Select Committee on Transport, Local Government and the Regions Seventeenth Report



II. TRENDS IN THE BUS INDUSTRY

  1. This Chapter reviews trends in the bus industry, particularly since de-regulation in 1986. It sets the context for the discussions of problems and solutions that follow in Chapters III and IV. In particular, the reasons for the historic decline in bus use and the implications for future bus use are examined. The financial relationship between the Government and the bus industry is described and competition between bus companies discussed.
  2.  

    Decline in bus use

  3. The number of journeys made by local bus has been declining since the 1950s. The number of journeys has fallen from a peak of 16,445 million for the whole of Britain in 1950, to 5,641 million in 1985/86 (the last year before deregulation and abolition of the metropolitan counties), and 4,301 million in 2000/01.[4] Since 1985/86, bus trips in England have fallen by 22 per cent (from 4,807 million to 3,761 million), compared with a 35 per cent fall in Scotland and a 31 per cent fall in Wales.[5] Within England, marked variations in the 22 per cent decline are found.
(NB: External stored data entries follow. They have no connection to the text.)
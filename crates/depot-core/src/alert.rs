//! # Low-Stock Alert Rules
//!
//! Pure classification and templating for low-stock alerts. The I/O side
//! (scanning stock, deduplication, persistence) lives in `depot-db`; this
//! module owns the deterministic rules it applies.
//!
//! ## Severity Escalation
//! ```text
//! ┌─────────────────────────────────────────────────────────────────────────┐
//! │  threshold = 10                                                         │
//! │                                                                         │
//! │  stock:  0  1  2  3  4  5 │ 6  7  8  9  10 │ 11 ...                    │
//! │          └────critical────┘ └───warning────┘ └─ no alert               │
//! │                                                                         │
//! │  Critical iff stock ≤ max(1, threshold / 2)   (integer floor)          │
//! │  The max(1, …) keeps a zero/one threshold from losing its critical     │
//! │  band entirely.                                                         │
//! └─────────────────────────────────────────────────────────────────────────┘
//! ```

use serde::{Deserialize, Serialize};

use crate::types::{NewNotification, NotificationCategory, NotificationKind};

// =============================================================================
// Templates
// =============================================================================

/// Title used by warning-severity alerts and by the digest sweep. The
/// dedup-window query matches on this exact title.
pub const LOW_STOCK_TITLE: &str = "Low Stock Alert";

/// Title used by critical-severity alerts on the immediate path.
pub const CRITICAL_STOCK_TITLE: &str = "Critical Stock Alert";

/// Where alert notifications send the user.
pub const PRODUCT_LIST_URL: &str = "/products";

// =============================================================================
// Severity
// =============================================================================

/// Alert severity for a product's stock level against a threshold.
#[derive(Debug, Clone, Copy, PartialEq, Eq, Serialize, Deserialize)]
#[serde(rename_all = "lowercase")]
pub enum Severity {
    Warning,
    Critical,
}

impl Severity {
    /// Classifies a stock level that is already at or under the threshold.
    ///
    /// ## Example
    /// ```rust
    /// use depot_core::alert::Severity;
    ///
    /// assert_eq!(Severity::classify(0, 10), Severity::Critical);
    /// assert_eq!(Severity::classify(8, 10), Severity::Warning);
    /// ```
    pub fn classify(stock: i64, threshold: i64) -> Severity {
        if stock <= (threshold / 2).max(1) {
            Severity::Critical
        } else {
            Severity::Warning
        }
    }

    /// The notification kind this severity maps to.
    pub const fn kind(&self) -> NotificationKind {
        match self {
            Severity::Warning => NotificationKind::Warning,
            Severity::Critical => NotificationKind::Error,
        }
    }

    /// The notification title this severity maps to.
    pub const fn title(&self) -> &'static str {
        match self {
            Severity::Warning => LOW_STOCK_TITLE,
            Severity::Critical => CRITICAL_STOCK_TITLE,
        }
    }
}

// =============================================================================
// Low-Stock Items
// =============================================================================

/// One product flagged by the threshold scan.
#[derive(Debug, Clone, Serialize, Deserialize)]
#[cfg_attr(feature = "sqlx", derive(sqlx::FromRow))]
pub struct LowStockItem {
    pub product_id: String,
    pub name: String,
    pub current_stock: i64,
    pub threshold: i64,
    pub category_id: Option<String>,
}

/// Result of a digest sweep.
#[derive(Debug, Clone, Default, Serialize, Deserialize)]
pub struct LowStockDigest {
    /// Number of notifications actually inserted.
    pub sent: usize,
    /// The notifications that were built and inserted.
    pub notifications: Vec<NewNotification>,
}

// =============================================================================
// Notification Builders
// =============================================================================

/// Message body for a low-stock notification.
///
/// The digest dedup rule matches the product NAME as a substring of recent
/// message bodies, so the name must appear verbatim here.
pub fn low_stock_message(name: &str, current_stock: i64) -> String {
    format!(
        "{} is running low: only {} left in stock",
        name, current_stock
    )
}

/// Opaque metadata bag attached to every low-stock notification.
pub fn low_stock_metadata(item: &LowStockItem) -> serde_json::Value {
    serde_json::json!({
        "productId": item.product_id,
        "productName": item.name,
        "currentStock": item.current_stock,
        "threshold": item.threshold,
        "category": item.category_id,
    })
}

/// Builds the digest-sweep notification for one flagged product.
///
/// Digest notifications are always warning-severity; escalation applies
/// only on the immediate per-sale path.
pub fn build_digest_notification(user_id: &str, item: &LowStockItem) -> NewNotification {
    NewNotification {
        user_id: user_id.to_string(),
        title: LOW_STOCK_TITLE.to_string(),
        message: low_stock_message(&item.name, item.current_stock),
        kind: NotificationKind::Warning,
        category: NotificationCategory::Inventory,
        action_url: Some(PRODUCT_LIST_URL.to_string()),
        metadata: Some(low_stock_metadata(item)),
    }
}

/// Builds the immediate (post-mutation) notification for one product,
/// applying severity escalation.
pub fn build_immediate_notification(user_id: &str, item: &LowStockItem) -> NewNotification {
    let severity = Severity::classify(item.current_stock, item.threshold);
    NewNotification {
        user_id: user_id.to_string(),
        title: severity.title().to_string(),
        message: low_stock_message(&item.name, item.current_stock),
        kind: severity.kind(),
        category: NotificationCategory::Inventory,
        action_url: Some(PRODUCT_LIST_URL.to_string()),
        metadata: Some(low_stock_metadata(item)),
    }
}

// =============================================================================
// Unit Tests
// =============================================================================

#[cfg(test)]
mod tests {
    use super::*;

    #[test]
    fn test_classify_threshold_ten() {
        // 0 ≤ max(1, 5) ⇒ critical
        assert_eq!(Severity::classify(0, 10), Severity::Critical);
        assert_eq!(Severity::classify(5, 10), Severity::Critical);
        // 8 > 5 ⇒ warning
        assert_eq!(Severity::classify(6, 10), Severity::Warning);
        assert_eq!(Severity::classify(8, 10), Severity::Warning);
    }

    #[test]
    fn test_classify_tiny_thresholds() {
        // threshold/2 floors to 0, max(1, 0) = 1 keeps a critical band
        assert_eq!(Severity::classify(0, 1), Severity::Critical);
        assert_eq!(Severity::classify(1, 1), Severity::Critical);
        assert_eq!(Severity::classify(0, 0), Severity::Critical);

        // odd threshold floors: 7 / 2 = 3
        assert_eq!(Severity::classify(3, 7), Severity::Critical);
        assert_eq!(Severity::classify(4, 7), Severity::Warning);
    }

    #[test]
    fn test_severity_mapping() {
        assert_eq!(Severity::Critical.kind(), NotificationKind::Error);
        assert_eq!(Severity::Critical.title(), "Critical Stock Alert");
        assert_eq!(Severity::Warning.kind(), NotificationKind::Warning);
        assert_eq!(Severity::Warning.title(), "Low Stock Alert");
    }

    #[test]
    fn test_message_embeds_name_and_stock() {
        let msg = low_stock_message("Coke 330ml", 3);
        assert!(msg.contains("Coke 330ml"));
        assert!(msg.contains('3'));
    }

    #[test]
    fn test_digest_notification_shape() {
        let item = LowStockItem {
            product_id: "p1".into(),
            name: "Coke 330ml".into(),
            current_stock: 4,
            threshold: 10,
            category_id: Some("c1".into()),
        };
        let notif = build_digest_notification("u1", &item);

        assert_eq!(notif.kind, NotificationKind::Warning);
        assert_eq!(notif.category, NotificationCategory::Inventory);
        assert_eq!(notif.title, LOW_STOCK_TITLE);
        assert_eq!(notif.action_url.as_deref(), Some("/products"));

        let meta = notif.metadata.unwrap();
        assert_eq!(meta["productId"], "p1");
        assert_eq!(meta["currentStock"], 4);
        assert_eq!(meta["threshold"], 10);
    }

    #[test]
    fn test_immediate_notification_escalates() {
        let item = LowStockItem {
            product_id: "p1".into(),
            name: "Coke 330ml".into(),
            current_stock: 0,
            threshold: 10,
            category_id: None,
        };
        let notif = build_immediate_notification("u1", &item);

        assert_eq!(notif.kind, NotificationKind::Error);
        assert_eq!(notif.title, CRITICAL_STOCK_TITLE);
    }
}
Bus use fell by 44 per cent in the six metropolitan areas covered by passenger transport executives and by 22 per cent in the 'shire counties' (i.e. the rest of England excluding the metropolitan areas and London). In London (the area corresponding to Greater London, now covered by Transport for London) there was an increase of 18 per cent.[6] Within the last reported year,[7] total bus use in Britain rose by 28 million trips to 4,309 million, a rise of 0.7 per cent. This was largely attributable to an increase of 52 million trips (4.0 per cent) in London, masking an overall net decline in bus use of 24 million trips outside London.[8] Figure 1 shows the trends for bus journeys in England, split by London, metropolitan areas and shire counties.
  4. Figure 1: Bus Journeys in England 1989/90 to 1999/2000


    Source: Transport Statistics Great Britain 2001, DTLR.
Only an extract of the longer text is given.